The chicken took a long time and I ended up falling asleep on the couch.  Woke up at 5:30 AM and wrapped it up and put it in the fridge.  I carved it up sat morning and oh man was that good.  Bagged it all up and it will make awesome lunch sammiches.







Got the brisket going around 11:00 AM sat morning.  I had picked up some lump charcoal and apple wood chips.  I had rubbed the 6 pound brisket with a rub I threw together the night before and wrapped it up with cling wrap.  Got the smoker going and it was right at 225 degrees where I wanted it and threw the brought to room temp hunk of meat on there.  

Then the fight started.  I could not keep the temp up in that smoker since I was being to much of a wussie when it came to adding more charcoal.  I would check on it every hour or two and it would be in the 160 degree range and I would freak out and try to get it hot again.  After a while I realized I could just add the lump charcoal right on the hot coals with no need to use the chimney starter.  I added lots of chips, but tried to not make it too smoky.  13 hours later I pulled it off, wrapped it up, and went to bed.
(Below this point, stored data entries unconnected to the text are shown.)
//! Engram server library
//!
//! The HTTP surface over [`engram_core`]: role-gated endpoints, per-request
//! deadlines, uniform error objects, and the background forgetting ticker.
//! `main.rs` is a thin shell over [`routes::build_router`]; the e2e suite
//! drives the same router directly.

pub mod auth;
pub mod deadline;
pub mod error;
pub mod handlers;
pub mod routes;
pub mod scheduler;
pub mod state;

pub use routes::build_router;
pub use state::AppState;
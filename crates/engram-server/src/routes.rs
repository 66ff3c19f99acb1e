//! Router assembly

use axum::routing::{delete, get, post};
use axum::Router;
use tower::ServiceBuilder;
use tower_http::trace::TraceLayer;

use crate::deadline;
use crate::handlers;
use crate::state::AppState;

/// Maximum concurrently-served requests
const CONCURRENCY_LIMIT: usize = 256;

/// Build the axum router with every endpoint and the shared layers
pub fn build_router(state: AppState) -> Router {
    Router::new()
        // Episodic
        .route("/memory", post(handlers::episodic::post_memory))
        .route("/memory", get(handlers::episodic::get_memory))
        .route("/forget", delete(handlers::episodic::delete_forget))
        // Semantic
        .route(
            "/semantic_consolidate",
            post(handlers::semantic::post_semantic_consolidate),
        )
        .route(
            "/propagate_subgraph",
            post(handlers::semantic::post_propagate_subgraph),
        )
        // Temporal
        .route(
            "/temporal_consolidate",
            post(handlers::temporal::post_temporal_consolidate),
        )
        .route("/spatial_query", get(handlers::temporal::get_spatial_query))
        .route(
            "/temporal_snapshot",
            get(handlers::temporal::get_temporal_snapshot),
        )
        // Procedural
        .route("/skill", post(handlers::procedural::post_skill))
        .route(
            "/skill_vector_query",
            post(handlers::procedural::post_skill_vector_query),
        )
        .route(
            "/skill_metadata_query",
            post(handlers::procedural::post_skill_metadata_query),
        )
        // Evaluator
        .route(
            "/evaluator_memory",
            post(handlers::evaluator::post_evaluator_memory),
        )
        .route(
            "/evaluator_memory",
            get(handlers::evaluator::get_evaluator_memory),
        )
        .route(
            "/forget_evaluator",
            delete(handlers::evaluator::delete_forget_evaluator),
        )
        // Lineage & operations
        .route(
            "/provenance/{memory_type}/{record_id}",
            get(handlers::misc::get_provenance),
        )
        .route("/stats", get(handlers::misc::get_stats))
        .route("/health", get(handlers::misc::get_health))
        .layer(
            ServiceBuilder::new()
                .layer(TraceLayer::new_for_http())
                .concurrency_limit(CONCURRENCY_LIMIT)
                .layer(axum::middleware::from_fn_with_state(
                    state.clone(),
                    deadline::enforce,
                )),
        )
        .with_state(state)
}
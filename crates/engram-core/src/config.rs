//! Service configuration
//!
//! Everything is environment-driven with sane defaults, so the binary runs
//! with zero configuration against the embedded adapters. Malformed numeric
//! values fall back to the default with a warning rather than aborting.

use std::time::Duration;

use tracing::warn;

/// Default TTL before an episodic record becomes a forgetting candidate
pub const DEFAULT_TTL_DAYS: f64 = 30.0;
/// Default utility weights for the forgetting engine
pub const DEFAULT_FORGET_ALPHA: f64 = 0.5;
pub const DEFAULT_FORGET_BETA: f64 = 0.3;
pub const DEFAULT_FORGET_GAMMA: f64 = 0.2;
/// Records below this utility are removed
pub const DEFAULT_FORGET_THRESHOLD: f64 = 0.0;
/// Default embedding cache capacity (entries)
pub const DEFAULT_EMBED_CACHE_SIZE: usize = 1024;
/// Server-wide request deadline
pub const DEFAULT_REQUEST_TIMEOUT_SECONDS: f64 = 30.0;
/// Per-call timeout for each backend interaction
pub const DEFAULT_BACKEND_TIMEOUT_SECONDS: f64 = 5.0;
/// Interval between forgetting ticks
pub const DEFAULT_FORGET_INTERVAL_SECONDS: u64 = 86_400;
/// Embedding dimension; constant for the life of a deployment
pub const DEFAULT_EMBED_DIMENSIONS: usize = 256;

/// Runtime configuration for the memory service
#[derive(Debug, Clone)]
pub struct LtmConfig {
    /// Forgetting TTL in days (`LTM_TTL_DAYS`)
    pub ttl_days: f64,
    /// Utility weight on score (`LTM_FORGET_ALPHA`)
    pub forget_alpha: f64,
    /// Utility weight on access frequency (`LTM_FORGET_BETA`)
    pub forget_beta: f64,
    /// Utility penalty on age (`LTM_FORGET_GAMMA`)
    pub forget_gamma: f64,
    /// Utility threshold below which candidates are removed (`LTM_FORGET_THRESHOLD`)
    pub forget_threshold: f64,
    /// Embedding LRU capacity (`EMBED_CACHE_SIZE`)
    pub embed_cache_size: usize,
    /// Server-wide request deadline (`LTM_REQUEST_TIMEOUT_SECONDS`)
    pub request_timeout: Duration,
    /// Per-backend-call timeout (`LTM_BACKEND_TIMEOUT_SECONDS`)
    pub backend_timeout: Duration,
    /// Seconds between forgetting ticks (`LTM_FORGET_INTERVAL_SECONDS`)
    pub forget_interval: Duration,
    /// Embedding dimension D (`LTM_EMBED_DIMENSIONS`)
    pub embed_dimensions: usize,
    /// External vector store (`WEAVIATE_URL` / `WEAVIATE_API_KEY`);
    /// absence selects the embedded adapter
    pub vector_store_url: Option<String>,
    pub vector_store_api_key: Option<String>,
    /// External graph store (`NEO4J_URI` / `NEO4J_USER` / `NEO4J_PASSWORD`);
    /// absence activates the in-memory fallback
    pub graph_store_uri: Option<String>,
    pub graph_store_user: Option<String>,
    pub graph_store_password: Option<String>,
    /// Directory for the sqlite key-value store (`LTM_DATA_DIR`);
    /// absence keeps the key-value store in memory
    pub data_dir: Option<std::path::PathBuf>,
}

impl Default for LtmConfig {
    fn default() -> Self {
        Self {
            ttl_days: DEFAULT_TTL_DAYS,
            forget_alpha: DEFAULT_FORGET_ALPHA,
            forget_beta: DEFAULT_FORGET_BETA,
            forget_gamma: DEFAULT_FORGET_GAMMA,
            forget_threshold: DEFAULT_FORGET_THRESHOLD,
            embed_cache_size: DEFAULT_EMBED_CACHE_SIZE,
            request_timeout: Duration::from_secs_f64(DEFAULT_REQUEST_TIMEOUT_SECONDS),
            backend_timeout: Duration::from_secs_f64(DEFAULT_BACKEND_TIMEOUT_SECONDS),
            forget_interval: Duration::from_secs(DEFAULT_FORGET_INTERVAL_SECONDS),
            embed_dimensions: DEFAULT_EMBED_DIMENSIONS,
            vector_store_url: None,
            vector_store_api_key: None,
            graph_store_uri: None,
            graph_store_user: None,
            graph_store_password: None,
            data_dir: None,
        }
    }
}

impl LtmConfig {
    /// Load configuration from the process environment
    pub fn from_env() -> Self {
        let defaults = Self::default();
        Self {
            ttl_days: env_f64("LTM_TTL_DAYS", defaults.ttl_days),
            forget_alpha: env_f64("LTM_FORGET_ALPHA", defaults.forget_alpha),
            forget_beta: env_f64("LTM_FORGET_BETA", defaults.forget_beta),
            forget_gamma: env_f64("LTM_FORGET_GAMMA", defaults.forget_gamma),
            forget_threshold: env_f64("LTM_FORGET_THRESHOLD", defaults.forget_threshold),
            embed_cache_size: env_usize("EMBED_CACHE_SIZE", defaults.embed_cache_size),
            request_timeout: Duration::from_secs_f64(
                env_f64("LTM_REQUEST_TIMEOUT_SECONDS", DEFAULT_REQUEST_TIMEOUT_SECONDS)
                    .max(0.001),
            ),
            backend_timeout: Duration::from_secs_f64(
                env_f64("LTM_BACKEND_TIMEOUT_SECONDS", DEFAULT_BACKEND_TIMEOUT_SECONDS)
                    .max(0.001),
            ),
            forget_interval: Duration::from_secs(env_u64(
                "LTM_FORGET_INTERVAL_SECONDS",
                DEFAULT_FORGET_INTERVAL_SECONDS,
            )),
            embed_dimensions: env_usize("LTM_EMBED_DIMENSIONS", defaults.embed_dimensions),
            vector_store_url: env_opt("WEAVIATE_URL"),
            vector_store_api_key: env_opt("WEAVIATE_API_KEY"),
            graph_store_uri: env_opt("NEO4J_URI"),
            graph_store_user: env_opt("NEO4J_USER"),
            graph_store_password: env_opt("NEO4J_PASSWORD"),
            data_dir: env_opt("LTM_DATA_DIR").map(std::path::PathBuf::from),
        }
    }
}

fn env_opt(key: &str) -> Option<String> {
    std::env::var(key).ok().filter(|v| !v.trim().is_empty())
}

fn env_f64(key: &str, default: f64) -> f64 {
    match env_opt(key) {
        None => default,
        Some(raw) => raw.parse().unwrap_or_else(|_| {
            warn!(key, value = %raw, default, "ignoring malformed numeric env var");
            default
        }),
    }
}

fn env_u64(key: &str, default: u64) -> u64 {
    match env_opt(key) {
        None => default,
        Some(raw) => raw.parse().unwrap_or_else(|_| {
            warn!(key, value = %raw, default, "ignoring malformed numeric env var");
            default
        }),
    }
}

fn env_usize(key: &str, default: usize) -> usize {
    match env_opt(key) {
        None => default,
        Some(raw) => raw.parse().unwrap_or_else(|_| {
            warn!(key, value = %raw, default, "ignoring malformed numeric env var");
            default
        }),
    }
}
The thing looks evil, but was not too smoky at all.  Hardly any smoke ring and was a bit tough the next day.  I sliced up some for dinner and reheated the slices in a foil container for our dinner.  Was pretty much like roast beef.  Sliced it all up and baggied it for lunches.

Theresa is not that big of a smoked meat fan, but I love it.  We do lunch at home every work day and I think that will involve a smoked meat for a long time to come.  I have a better grasp on how to use the smoker now and really enjoy spending a whole day messing with it.  Ribs are next.


----------